All of the data must be retyped exactly, with nothing left out.

[Stored items]
====

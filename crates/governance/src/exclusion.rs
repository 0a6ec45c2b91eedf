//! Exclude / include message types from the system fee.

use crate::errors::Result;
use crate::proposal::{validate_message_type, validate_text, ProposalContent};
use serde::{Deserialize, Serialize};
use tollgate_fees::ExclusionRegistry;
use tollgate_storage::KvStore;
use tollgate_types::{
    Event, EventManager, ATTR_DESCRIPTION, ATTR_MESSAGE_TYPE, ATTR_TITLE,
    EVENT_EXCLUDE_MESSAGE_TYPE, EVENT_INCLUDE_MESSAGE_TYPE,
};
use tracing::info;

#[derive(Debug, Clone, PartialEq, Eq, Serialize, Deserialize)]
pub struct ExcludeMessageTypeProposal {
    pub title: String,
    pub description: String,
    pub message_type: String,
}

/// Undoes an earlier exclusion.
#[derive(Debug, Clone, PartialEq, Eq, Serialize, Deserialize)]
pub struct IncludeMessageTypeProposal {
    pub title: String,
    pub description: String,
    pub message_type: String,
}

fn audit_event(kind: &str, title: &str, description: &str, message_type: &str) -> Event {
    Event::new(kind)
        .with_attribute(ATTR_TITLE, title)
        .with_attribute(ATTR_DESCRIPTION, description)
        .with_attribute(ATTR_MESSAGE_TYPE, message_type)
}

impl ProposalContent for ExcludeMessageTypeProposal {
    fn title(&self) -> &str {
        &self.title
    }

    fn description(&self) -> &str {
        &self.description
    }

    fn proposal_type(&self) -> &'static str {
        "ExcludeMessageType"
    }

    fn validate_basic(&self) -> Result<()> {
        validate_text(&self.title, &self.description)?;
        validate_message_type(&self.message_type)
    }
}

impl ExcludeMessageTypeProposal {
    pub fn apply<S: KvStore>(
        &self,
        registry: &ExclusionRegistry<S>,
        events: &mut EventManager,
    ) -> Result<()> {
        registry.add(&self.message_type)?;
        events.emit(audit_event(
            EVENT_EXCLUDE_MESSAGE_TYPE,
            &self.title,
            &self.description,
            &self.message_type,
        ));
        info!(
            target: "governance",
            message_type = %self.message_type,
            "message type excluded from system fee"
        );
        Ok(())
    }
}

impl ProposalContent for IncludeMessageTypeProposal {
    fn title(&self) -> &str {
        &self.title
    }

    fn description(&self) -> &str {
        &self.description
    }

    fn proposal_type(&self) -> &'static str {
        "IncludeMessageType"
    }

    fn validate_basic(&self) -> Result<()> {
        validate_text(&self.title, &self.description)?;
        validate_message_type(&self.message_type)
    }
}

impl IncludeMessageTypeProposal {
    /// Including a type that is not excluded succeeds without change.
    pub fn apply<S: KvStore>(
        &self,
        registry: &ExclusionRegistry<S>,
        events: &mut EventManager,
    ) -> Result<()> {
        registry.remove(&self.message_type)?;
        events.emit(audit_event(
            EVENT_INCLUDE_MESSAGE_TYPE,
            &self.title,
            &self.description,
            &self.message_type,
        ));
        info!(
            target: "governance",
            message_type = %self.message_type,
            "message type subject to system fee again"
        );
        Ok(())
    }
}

====

Solved exercise:
filename crates/governance/src/exclusion.rs
repository 0a6ec45c2b91eedf
//! Exclude / include message types from the system fee.

use crate::errors::Result;
use crate::proposal::{validate_message_type, validate_text, ProposalContent};
use serde::{Deserialize, Serialize};
use tollgate_fees::ExclusionRegistry;
use tollgate_storage::KvStore;
use tollgate_types::{
    Event, EventManager, ATTR_DESCRIPTION, ATTR_MESSAGE_TYPE, ATTR_TITLE,
    EVENT_EXCLUDE_MESSAGE_TYPE, EVENT_INCLUDE_MESSAGE_TYPE,
};
use tracing::info;

#[derive(Debug, Clone, PartialEq, Eq, Serialize, Deserialize)]
pub struct ExcludeMessageTypeProposal {
    pub title: String,
    pub description: String,
    pub message_type: String,
}

/// Undoes an earlier exclusion.
#[derive(Debug, Clone, PartialEq, Eq, Serialize, Deserialize)]
pub struct IncludeMessageTypeProposal {
    pub title: String,
    pub description: String,
    pub message_type: String,
}

fn audit_event(kind: &str, title: &str, description: &str, message_type: &str) -> Event {
    Event::new(kind)
        .with_attribute(ATTR_TITLE, title)
        .with_attribute(ATTR_DESCRIPTION, description)
        .with_attribute(ATTR_MESSAGE_TYPE, message_type)
}

impl ProposalContent for ExcludeMessageTypeProposal {
    fn title(&self) -> &str {
        &self.title
    }

    fn description(&self) -> &str {
        &self.description
    }

    fn proposal_type(&self) -> &'static str {
        "ExcludeMessageType"
    }

    fn validate_basic(&self) -> Result<()> {
        validate_text(&self.title, &self.description)?;
        validate_message_type(&self.message_type)
    }
}

impl ExcludeMessageTypeProposal {
    pub fn apply<S: KvStore>(
        &self,
        registry: &ExclusionRegistry<S>,
        events: &mut EventManager,
    ) -> Result<()> {
        registry.add(&self.message_type)?;
        events.emit(audit_event(
            EVENT_EXCLUDE_MESSAGE_TYPE,
            &self.title,
            &self.description,
            &self.message_type,
        ));
        info!(
            target: "governance",
            message_type = %self.message_type,
            "message type excluded from system fee"
        );
        Ok(())
    }
}

impl ProposalContent for IncludeMessageTypeProposal {
    fn title(&self) -> &str {
        &self.title
    }

    fn description(&self) -> &str {
        &self.description
    }

    fn proposal_type(&self) -> &'static str {
        "IncludeMessageType"
    }

    fn validate_basic(&self) -> Result<()> {
        validate_text(&self.title, &self.description)?;
        validate_message_type(&self.message_type)
    }
}

impl IncludeMessageTypeProposal {
    /// Including a type that is not excluded succeeds without change.
    pub fn apply<S: KvStore>(
        &self,
        registry: &ExclusionRegistry<S>,
        events: &mut EventManager,
    ) -> Result<()> {
        registry.remove(&self.message_type)?;
        events.emit(audit_event(
            EVENT_INCLUDE_MESSAGE_TYPE,
            &self.title,
            &self.description,
            &self.message_type,
        ));
        info!(
            target: "governance",
            message_type = %self.message_type,
            "message type subject to system fee again"
        );
        Ok(())
    }
}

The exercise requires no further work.